Si la France s’est dotée au fil des ans d’importants moyens de détection et de suivi des objets spatiaux, à l’image du système GRAVES (Grand Réseau Adapté à la VEille Spatiale) qui peut repérer en orbite basse la quasi-totalité des satellites d’observation et d’écoute, et potentiellement tout objet mesurant au moins 10 centimètres, elle ne possède pas à proprement parler de moyens offensifs.
Ou, plus exactement, elle ne dispose pas de moyens offensifs adaptés. Elle pourrait toujours utiliser un missile balistique pour pulvériser un satellite adverse, mais ce serait au prix de la génération d’innombrables débris, qui menaceraient tous les autres satellites des environs, y compris les siens. Sans parler de la polémique qui suivrait, à l’image de celle qui a percuté l’Inde après son tir de missile anti-satellite.
Recherches sur des armes laser
C’est pour cela que la piste de l’arme laser est explorée par l’Office national d’études et de recherches aérospatiales (ONERA), en lien avec la Direction générale de l’armement (DGA), qui dépend du ministère des Armées. L’idée n’est pas ici de détruire l’engin indiscret ou éventuellement menaçant pour les autres satellites, mais de l’aveugler, voire de l’abîmer en partie, pour le rendre inopérant.
Évoqués publiquement début juin par Challenges, ces travaux sont en réalité anciens : ils ont démarré voilà il y a quatre ans et ont d’ores et déjà été concrétisés par des tirs d’essai sur l’un des satellites français de télédétection Spot. Le tir, effectué depuis le sol, a permis d’éblouir les capteurs de l’engin, le rendant de fait hors service pour un temps. Un tir plus puissant pourrait même endommager les optiques.

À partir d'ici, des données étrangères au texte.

//! The mixing graph: clip voices feeding per-track chains feeding a master bus.
//!
//! Every node here runs on the audio thread (or inside an offline render).
//! Control state lives in `engine`; it reaches the graph only as
//! [`mixer::MixerCommand`]s sent through a lock-free ring.

/// Per-track tap → pan → gain chain.
pub mod chain;
/// Fader node.
pub mod gain;
/// Master bus, command ring and control handle.
pub mod mixer;
/// Core traits shared by all graph nodes.
pub mod node;
/// Offline (faster than realtime) mixdown.
pub mod offline;
/// Stereo panner node.
pub mod pan;
/// One-shot clip playback voices.
pub mod source;
/// Analysis taps feeding the level meters.
pub mod tap;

Dans une publication datée de mai, l’ONERA mettait d’ailleurs en avant son expérience dans le secteur des « armes antisatellites à énergie dirigée ». « Des essais grandeur nature de neutralisation de satellites en fin contractuelle de vie opérationnelle ont été menés », indique-t-elle, ce qui a permis de se rendre compte, par exemple, du niveau d’énergie qu’il faut fournir pour arriver à un résultat satisfaisant.
Aveugler l’adversaire
Le développement d’une telle arme pourrait avoir plusieurs avantages. Outre qu’elle évite de rendre l’orbite terrestre encore plus encombrée avec des restes de satellites détruits, elle permet de protéger des yeux indiscrets certaines zones que Paris juge stratégiques, que ce soit des bases sensibles (comme celle de l’Île-Longue, où dorment les sous-marins nucléaires lanceurs d’engins), des théâtres d’opération ou des activités spéciales (un test d’un tout nouveau missile balistique à capacité nucléaire).
Elle pourrait aussi étendre la palette des leviers à la disposition du gouvernement pour faire passer des messages auprès d’un autre État. Cela pourrait être par exemple Moscou : le 11 septembre 2018, la ministre des Armées, Florence Parly, affirmait que le satellite russe Louch Olymp s’était rapproché « d’un peu trop près » d’Athena Fidus, un satellite franco-italien, en orbite depuis 2014 et dédié aux communications militaires.
Le laser, qu’il serve à éblouir ou à détruire, ne constitue qu’un des axes de développement possibles. D’autres approches peuvent être envisagées, comme le brouillage du satellite, pour l’empêcher de communiquer avec le reste de sa flotte — s’il n’est pas seul — ou avec sa station au sol, ou les attaques informatiques pour tenter d’en prendre le contrôle ou pour fausser son travail.
Que la France franchisse ou non ce pas, elle n’est en tout cas pas la seule nation à considérer l’emploi d’une arme à énergie dirigée. Les États-Unis, la Russie et la Chine sont aussi sur cette voie, de façon plus ou moins assumée (Washington a ainsi affirmé en 2006 que Pékin avait braqué un tel laser contre l’un de ses satellites, tout en concevant son propre dispositif : MIRACL).